Figure 8.
The ATG16L1-binding motif is present with a similar ATG16L1-binding capacity in other molecules. (A) Alignment of the region that includes the motif in NOD2 with the same area in NOD1. The relevant amino-acid stretch is boxed. Individual amino-acid highlighting (black) in NOD2 indicates the residues identified by the Prosite algorithm as part of the motif. In NOD1, all residues that could be part of an eventual motif are highlighted to indicate that they form an incomplete motif. (B) Amino-acid region in TLR2 that includes the motif. Highlighting indicates residues identified by Prosite as part of the motif. (C, D, E, G, H) 293T cells were transfected with the indicated constructs, lysed and subjected to GST immunoprecipitation with agarose beads coupled to glutathione. Shown are WBs against the indicated molecules. (C) The N-terminal CARD of NOD2 (NOD2–CARD1–HA), but not the CARD of NOD1 (NOD1–CARD–HA), co-precipitates with GST–ATG16L1. (D) The ID of TLR2 (HA–TLR2–ID) co-precipitates with GST–ATG16L1. (E) Mutated versions (MUT) of NOD2–CARD1–HA and HA–TLR2–ID (as shown) do not co-precipitate with GST–ATG16L1. (F) Amino-acid sequences of T3JAM and DEDD2 including the motif.

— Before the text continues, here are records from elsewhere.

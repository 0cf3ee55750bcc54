//! Indexed NFT data (Moralis-compatible Web API).

use serde::de::DeserializeOwned;
use serde::Deserialize;

use crate::config::MarketConfig;
use crate::error::MarketError;
use crate::state::NftMetadata;

const SERVICE: &str = "indexed NFT data";

#[derive(Clone, Debug, Default, PartialEq, Eq, Deserialize)]
pub struct CursorPage<T> {
    #[serde(default)]
    pub total: Option<u64>,
    #[serde(default)]
    pub page: Option<u32>,
    #[serde(default)]
    pub page_size: Option<u32>,
    #[serde(default)]
    pub cursor: Option<String>,
    #[serde(default = "Vec::new")]
    pub result: Vec<T>,
}

impl<T> CursorPage<T> {
    pub fn has_more(&self) -> bool {
        self.cursor.as_deref().is_some_and(|c| !c.is_empty())
    }
}

#[derive(Clone, Debug, PartialEq, Eq, Deserialize)]
pub struct IndexedNft {
    pub token_address: String,
    pub token_id: String,
    #[serde(default)]
    pub owner_of: Option<String>,
    #[serde(default)]
    pub amount: Option<String>,
    #[serde(default)]
    pub contract_type: Option<String>,
    #[serde(default)]
    pub name: Option<String>,
    #[serde(default)]
    pub symbol: Option<String>,
    #[serde(default)]
    pub token_uri: Option<String>,
    /// Raw metadata JSON as a string, when the indexer has it.
    #[serde(default)]
    pub metadata: Option<String>,
}

impl IndexedNft {
    pub fn parsed_metadata(&self) -> Option<NftMetadata> {
        self.metadata
            .as_deref()
            .and_then(|raw| serde_json::from_str(raw).ok())
    }
}

#[derive(Clone, Debug, PartialEq, Eq, Deserialize)]
pub struct NftTransfer {
    pub token_address: String,
    pub token_id: String,
    #[serde(default)]
    pub from_address: Option<String>,
    pub to_address: String,
    #[serde(default)]
    pub value: Option<String>,
    pub transaction_hash: String,
    #[serde(default)]
    pub block_number: Option<String>,
    #[serde(default)]
    pub block_timestamp: Option<String>,
}

#[derive(Clone, Debug)]
pub struct IndexedNftClient {
    http: reqwest::Client,
    base_url: String,
    api_key: String,
}

impl IndexedNftClient {
    pub fn new(base_url: impl Into<String>, api_key: impl Into<String>) -> Self {
        Self {
            http: reqwest::Client::new(),
            base_url: base_url.into().trim_end_matches('/').to_string(),
            api_key: api_key.into(),
        }
    }

    /// Without an API key the feature is reported as unavailable, not broken.
    pub fn from_config(config: &MarketConfig) -> Result<Self, MarketError> {
        let key = config
            .moralis_api_key
            .as_deref()
            .ok_or(MarketError::ServiceUnavailable(SERVICE))?;
        Ok(Self::new(&config.moralis_api_url, key))
    }

    /// Cheap authenticated request used to verify the key on first use.
    pub async fn probe(&self, chain: &str) -> Result<(), MarketError> {
        let _: serde_json::Value = self
            .get("/web3/version", &[("chain", chain.to_string())])
            .await?;
        Ok(())
    }

    async fn get<T: DeserializeOwned>(
        &self,
        path: &str,
        query: &[(&str, String)],
    ) -> Result<T, MarketError> {
        let response = self
            .http
            .get(format!("{}{}", self.base_url, path))
            .header("X-API-Key", &self.api_key)
            .header("accept", "application/json")
            .query(query)
            .send()
            .await?;

        let status = response.status();
        if status.is_server_error() {
            return Err(MarketError::ServiceUnavailable(SERVICE));
        }
        if !status.is_success() {
            return Err(MarketError::Status {
                service: SERVICE,
                status: status.as_u16(),
            });
        }
        Ok(response.json().await?)
    }

    fn paged(chain: &str, cursor: Option<&str>) -> Vec<(&'static str, String)> {
        let mut query = vec![
            ("chain", chain.to_string()),
            ("format", "decimal".to_string()),
        ];
        if let Some(cursor) = cursor.filter(|c| !c.is_empty()) {
            query.push(("cursor", cursor.to_string()));
        }
        query
    }

    pub async fn wallet_nfts(
        &self,
        wallet: &str,
        chain: &str,
        cursor: Option<&str>,
    ) -> Result<CursorPage<IndexedNft>, MarketError> {
        self.get(&format!("/{}/nft", wallet), &Self::paged(chain, cursor))
            .await
    }

    pub async fn token_metadata(
        &self,
        contract: &str,
        token_id: &str,
        chain: &str,
    ) -> Result<IndexedNft, MarketError> {
        self.get(
            &format!("/nft/{}/{}", contract, token_id),
            &[("chain", chain.to_string()), ("format", "decimal".to_string())],
        )
        .await
    }

    pub async fn contract_nfts(
        &self,
        contract: &str,
        chain: &str,
        cursor: Option<&str>,
    ) -> Result<CursorPage<IndexedNft>, MarketError> {
        self.get(&format!("/nft/{}", contract), &Self::paged(chain, cursor))
            .await
    }

    pub async fn transfers(
        &self,
        contract: &str,
        token_id: &str,
        chain: &str,
        cursor: Option<&str>,
    ) -> Result<CursorPage<NftTransfer>, MarketError> {
        self.get(
            &format!("/nft/{}/{}/transfers", contract, token_id),
            &Self::paged(chain, cursor),
        )
        .await
    }
}

#[cfg(test)]
mod tests {
    use super::*;

    #[test]
    fn test_wallet_page_decodes() {
        let json = r#"{
            "total": null,
            "page": 1,
            "page_size": 100,
            "cursor": "abc",
            "result": [{
                "token_address": "0x5fbdb2315678afecb367f032d93f642f64180aa3",
                "token_id": "4",
                "owner_of": "0x0000000000000000000000000000000000000001",
                "amount": "1",
                "contract_type": "ERC721",
                "name": "Market",
                "symbol": "MKT",
                "token_uri": "ipfs://QmHash",
                "metadata": "{\"name\":\"Cat\",\"image\":\"ipfs://QmImg\"}"
            }]
        }"#;
        let page: CursorPage<IndexedNft> = serde_json::from_str(json).unwrap();
        assert!(page.has_more());
        assert_eq!(page.result[0].token_id, "4");
        let meta = page.result[0].parsed_metadata().unwrap();
        assert_eq!(meta.name, "Cat");
    }

    #[test]
    fn test_last_page_has_no_cursor() {
        let page: CursorPage<NftTransfer> = serde_json::from_str(r#"{"cursor":"","result":[]}"#).unwrap();
        assert!(!page.has_more());
    }

    #[test]
    fn test_paged_query_skips_empty_cursor() {
        assert_eq!(IndexedNftClient::paged("0x1", Some("")).len(), 2);
        assert_eq!(IndexedNftClient::paged("0x1", Some("c1")).len(), 3);
    }

    #[test]
    fn test_missing_key_is_soft() {
        let config = MarketConfig::from_lookup(|_| None).unwrap();
        let err = IndexedNftClient::from_config(&config).unwrap_err();
        assert!(err.is_soft());
    }
}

Residues identified by the Prosite algorithm are highlighted. (G) Wild-type (WT) versions of HA–T3JAM and HA–DEDD2 (as indicated) co-precipitate with GST–ATG16L1. (H) Mutated versions (MUT) of HA–T3JAM and HA–DEDD2 do not co-precipitate with GST–ATG16L1. Asterisks indicate irrelevant bands in C, D and G.
Source data for this figure is available on the online supplementary information page.